Performance of four commercial real-time PCR assays for the detection of bacterial enteric pathogens in clinical samples.

Abstract Objectives : Many laboratories use culture-independent diagnostic tests for bacterial gastroenteritis (ie. real-time polymerase chain reaction [RT-PCR]) instead of culture because of better sensitivity, automation, and faster turnaround times.
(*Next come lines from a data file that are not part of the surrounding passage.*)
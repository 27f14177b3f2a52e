//! Pie chart of a categorical series.

use super::theme::Theme;
use super::{Chart, DrawError};
use crate::models::CategoricalSeries;
use plotters::coord::Shift;
use plotters::prelude::*;
use plotters::style::text_anchor::{HPos, Pos, VPos};
use std::f64::consts::PI;

/// Slices start at twelve o'clock and run counter-clockwise.
const START_ANGLE: f64 = PI / 2.0;
/// Percentage labels sit at this fraction of the radius.
const PCT_DISTANCE: f64 = 0.6;
/// Category labels sit just outside the pie.
const LABEL_DISTANCE: f64 = 1.1;
const LABEL_BOX_OPACITY: f64 = 0.3;
/// Arc segments per full turn.
const ARC_STEPS: f64 = 360.0;

/// One slice, angles in radians measured counter-clockwise from east.
#[derive(Debug, Clone, PartialEq)]
pub struct Slice {
    pub label: String,
    pub share: f64,
    pub start: f64,
    pub end: f64,
}

impl Slice {
    pub fn middle(&self) -> f64 {
        (self.start + self.end) / 2.0
    }

    pub fn percent_label(&self) -> String {
        format!("{:.1}%", self.share * 100.0)
    }
}

#[derive(Debug, Clone)]
pub struct PieChart {
    series: CategoricalSeries,
}

impl PieChart {
    pub fn new(series: CategoricalSeries) -> Self {
        Self { series }
    }

    /// Slices ordered by label, so input order never changes the figure.
    pub fn slices(&self) -> Result<Vec<Slice>, DrawError> {
        let total = self.series.total();
        if total == 0 {
            return Err(DrawError::new("pie chart has no counts"));
        }

        let mut angle = START_ANGLE;
        Ok(self
            .series
            .sorted_by_label()
            .into_iter()
            .map(|(label, count)| {
                let share = count as f64 / total as f64;
                let start = angle;
                angle += share * 2.0 * PI;
                Slice {
                    label: label.to_string(),
                    share,
                    start,
                    end: angle,
                }
            })
            .collect())
    }
}

impl Chart for PieChart {
    fn draw<DB: DrawingBackend>(
        &self,
        area: &DrawingArea<DB, Shift>,
        theme: &Theme,
    ) -> Result<(), DrawError> {
        let slices = self.slices()?;

        let (width, height) = area.dim_in_pixel();
        let center = (f64::from(width) / 2.0, f64::from(height) / 2.0);
        let radius = f64::from(width.min(height)) * 0.4;

        for (i, slice) in slices.iter().enumerate() {
            let fill = theme.color(i).filled();
            if slice.share >= 1.0 {
                area.draw(&Circle::new(pixel(center), radius.round() as i32, fill))?;
            } else {
                area.draw(&Polygon::new(wedge(center, radius, slice), fill))?;
            }

            let middle = slice.middle();
            let anchor = if middle.cos() >= 0.0 {
                HPos::Left
            } else {
                HPos::Right
            };
            let style = theme.description.style().pos(Pos::new(anchor, VPos::Center));
            let at = polar(center, radius * LABEL_DISTANCE, middle);
            area.draw(&Text::new(slice.label.clone(), pixel(at), style))?;
        }

        // percentages go on top of every wedge
        let style = theme
            .description
            .style()
            .pos(Pos::new(HPos::Center, VPos::Center));
        let box_fill = theme.background.mix(LABEL_BOX_OPACITY).filled();
        for slice in &slices {
            let text = slice.percent_label();
            let (x, y) = pixel(polar(center, radius * PCT_DISTANCE, slice.middle()));
            let (w, h) = area.estimate_text_size(&text, &style)?;
            let pad = (h / 3) as i32;
            let (half_w, half_h) = ((w / 2) as i32 + pad, (h / 2) as i32 + pad);
            area.draw(&Rectangle::new(
                [(x - half_w, y - half_h), (x + half_w, y + half_h)],
                box_fill,
            ))?;
            area.draw(&Text::new(text, (x, y), style.clone()))?;
        }
        Ok(())
    }
}

/// Wedge outline in pixel space: center, then the arc.
fn wedge(center: (f64, f64), radius: f64, slice: &Slice) -> Vec<(i32, i32)> {
    let sweep = slice.end - slice.start;
    let steps = ((sweep / (2.0 * PI)) * ARC_STEPS).ceil().max(2.0) as usize;
    std::iter::once(pixel(center))
        .chain((0..=steps).map(|i| {
            let angle = slice.start + sweep * i as f64 / steps as f64;
            pixel(polar(center, radius, angle))
        }))
        .collect()
}

/// Screen y grows downwards, so positive angles turn counter-clockwise.
fn polar(center: (f64, f64), radius: f64, angle: f64) -> (f64, f64) {
    (
        center.0 + radius * angle.cos(),
        center.1 - radius * angle.sin(),
    )
}

fn pixel((x, y): (f64, f64)) -> (i32, i32) {
    (x.round() as i32, y.round() as i32)
}

#[cfg(test)]
mod tests {
    use super::*;
    use crate::render::sketch;

    fn draw(series: CategoricalSeries) -> Result<String, DrawError> {
        sketch(&PieChart::new(series), &Theme::default())
    }

    #[test]
    fn test_slices_are_ordered_by_label() {
        let chart = PieChart::new(CategoricalSeries::from_pairs([("Yes", 2), ("No", 1)]));
        let slices = chart.slices().unwrap();

        assert_eq!(slices[0].label, "No");
        assert_eq!(slices[0].percent_label(), "33.3%");
        assert_eq!(slices[1].percent_label(), "66.7%");
        assert!((slices[0].start - PI / 2.0).abs() < 1e-12);
        assert!((slices[1].end - (PI / 2.0 + 2.0 * PI)).abs() < 1e-9);

        let svg = draw(CategoricalSeries::from_pairs([("Yes", 2), ("No", 1)])).unwrap();
        let no = svg.find(">No</text>").unwrap();
        let yes = svg.find(">Yes</text>").unwrap();
        assert!(no < yes);
        assert!(svg.contains(">33.3%</text>"));
    }

    #[test]
    fn test_first_slice_turns_counter_clockwise() {
        let chart = PieChart::new(CategoricalSeries::from_pairs([("a", 1), ("b", 3)]));
        let slices = chart.slices().unwrap();
        // a quarter from twelve o'clock ends at nine o'clock
        let (x, y) = polar((0.0, 0.0), 1.0, slices[0].end);
        assert!((x + 1.0).abs() < 1e-9 && y.abs() < 1e-9);
    }

    #[test]
    fn test_permuted_series_render_identically() {
        let a = draw(CategoricalSeries::from_pairs([("b", 3), ("a", 1), ("c", 2)])).unwrap();
        let b = draw(CategoricalSeries::from_pairs([("c", 2), ("b", 3), ("a", 1)])).unwrap();
        assert_eq!(a, b);
    }

    #[test]
    fn test_single_category_is_full_circle() {
        let svg = draw(CategoricalSeries::from_pairs([("Yes", 4)])).unwrap();
        assert!(svg.contains("<circle"));
        assert!(svg.contains(">100.0%</text>"));
    }

    #[test]
    fn test_zero_total_is_an_error() {
        assert!(draw(CategoricalSeries::default()).is_err());
        assert!(draw(CategoricalSeries::from_pairs([("Yes", 0)])).is_err());
    }
}
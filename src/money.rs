//! Fixed-scale conversion between major currency units and the processor's
//! integer minor units.
//!
//! The HTTP API accepts major-unit decimal amounts (e.g. `61.00`); the
//! processor and the local ledger only ever see integer minor units (cents).
//! Every boundary crossing goes through this module so the scale lives in
//! exactly one place.

/// Minor units per major unit. The processor tracks all amounts in cents.
pub const MINOR_UNITS_PER_MAJOR: i64 = 100;

/// Convert a major-unit amount to minor units, rounding to the nearest cent.
///
/// Request amounts are rounded before they are sent to the processor, so a
/// caller-supplied `10.004` becomes `1000` and `10.005` becomes `1001`.
pub fn to_minor_units(major: f64) -> i64 {
    (major * MINOR_UNITS_PER_MAJOR as f64).round() as i64
}

/// Convert an integer minor-unit amount to major units for display.
pub fn to_major_units(minor: i64) -> f64 {
    minor as f64 / MINOR_UNITS_PER_MAJOR as f64
}
use axum::{
    extract::{Request, State},
    http::{HeaderMap, StatusCode},
    middleware::Next,
    response::Response,
};

use crate::db::{AppState, queries};
use crate::models::{ProfileRole, User};
use crate::util::extract_bearer_token;

/// Identity of the authenticated caller, inserted into request extensions
/// by the auth middlewares.
#[derive(Clone)]
pub struct AuthContext {
    pub user: User,
}

/// Resolve the bearer credential to a user.
///
/// The guard runs before anything else in every handler chain: a missing
/// or unknown credential returns 401 without touching the processor or
/// any domain table.
fn authenticate(state: &AppState, headers: &HeaderMap) -> Result<User, StatusCode> {
    let token = extract_bearer_token(headers).ok_or(StatusCode::UNAUTHORIZED)?;
    let conn = state
        .db
        .get()
        .map_err(|_| StatusCode::INTERNAL_SERVER_ERROR)?;

    queries::get_user_by_api_key(&conn, token)
        .map_err(|_| StatusCode::INTERNAL_SERVER_ERROR)?
        .ok_or(StatusCode::UNAUTHORIZED)
}

/// Two-tier admin check: the static email allow-list, or an admin role
/// flag on the user's profile row.
fn is_admin(state: &AppState, user: &User) -> Result<bool, StatusCode> {
    if state.admin_emails.iter().any(|e| e == &user.email) {
        return Ok(true);
    }

    let conn = state
        .db
        .get()
        .map_err(|_| StatusCode::INTERNAL_SERVER_ERROR)?;
    let profile = queries::get_profile_by_user(&conn, &user.id)
        .map_err(|_| StatusCode::INTERNAL_SERVER_ERROR)?;

    Ok(matches!(profile, Some(p) if p.role == ProfileRole::Admin))
}

/// Require an authenticated caller.
pub async fn require_auth(
    State(state): State<AppState>,
    mut request: Request,
    next: Next,
) -> Result<Response, StatusCode> {
    let user = authenticate(&state, request.headers())?;

    request.extensions_mut().insert(AuthContext { user });
    Ok(next.run(request).await)
}

/// Require an authenticated caller who passes the two-tier admin check.
pub async fn require_admin(
    State(state): State<AppState>,
    mut request: Request,
    next: Next,
) -> Result<Response, StatusCode> {
    let user = authenticate(&state, request.headers())?;

    if !is_admin(&state, &user)? {
        return Err(StatusCode::FORBIDDEN);
    }

    request.extensions_mut().insert(AuthContext { user });
    Ok(next.run(request).await)
}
To address some gaps in initial evaluations and lack of intraassay comparisons for many commercial RT-PCRs we compared the ability of four commercially available RT-PCR tests (Ridagene, Fast Track Diagnostics, BD Max, and Prodesse Progastro) to detect five major bacterial enteric pathogens: Campylobacter, Salmonella, Shiga-toxin producing E. coli (STEC), Shigella and Yersinia. Methods : Clinical stool specimens and contrived samples comprising commonly circulating species, serotypes, biovars and/or toxin subtypes were used for the comparison. Results : Concordance rates for RT-PCR and culture using culture positive and negative clinical stools were greater than 90% for Campylobacter (97.5-100%), Salmonella (97.5-100%), Shigella (100%) and STEC (90-100%). However, the agreement between RT-PCR and culture for Y. enteroccolitica ranged from 70-90%. For the contrived sample set, stx2f was detected by only 1 of 4 assays. Of note, no assay could detect Yersinia non-enterocolitica and C. upsaliensis. Conclusions : Depending on the prevalence of certain stx sub-types, Yersinia and Campylobacter species in a laboratory's jurisdiction, culture methods remain critical for the detection of these pathogens without further improvement in PCR assays.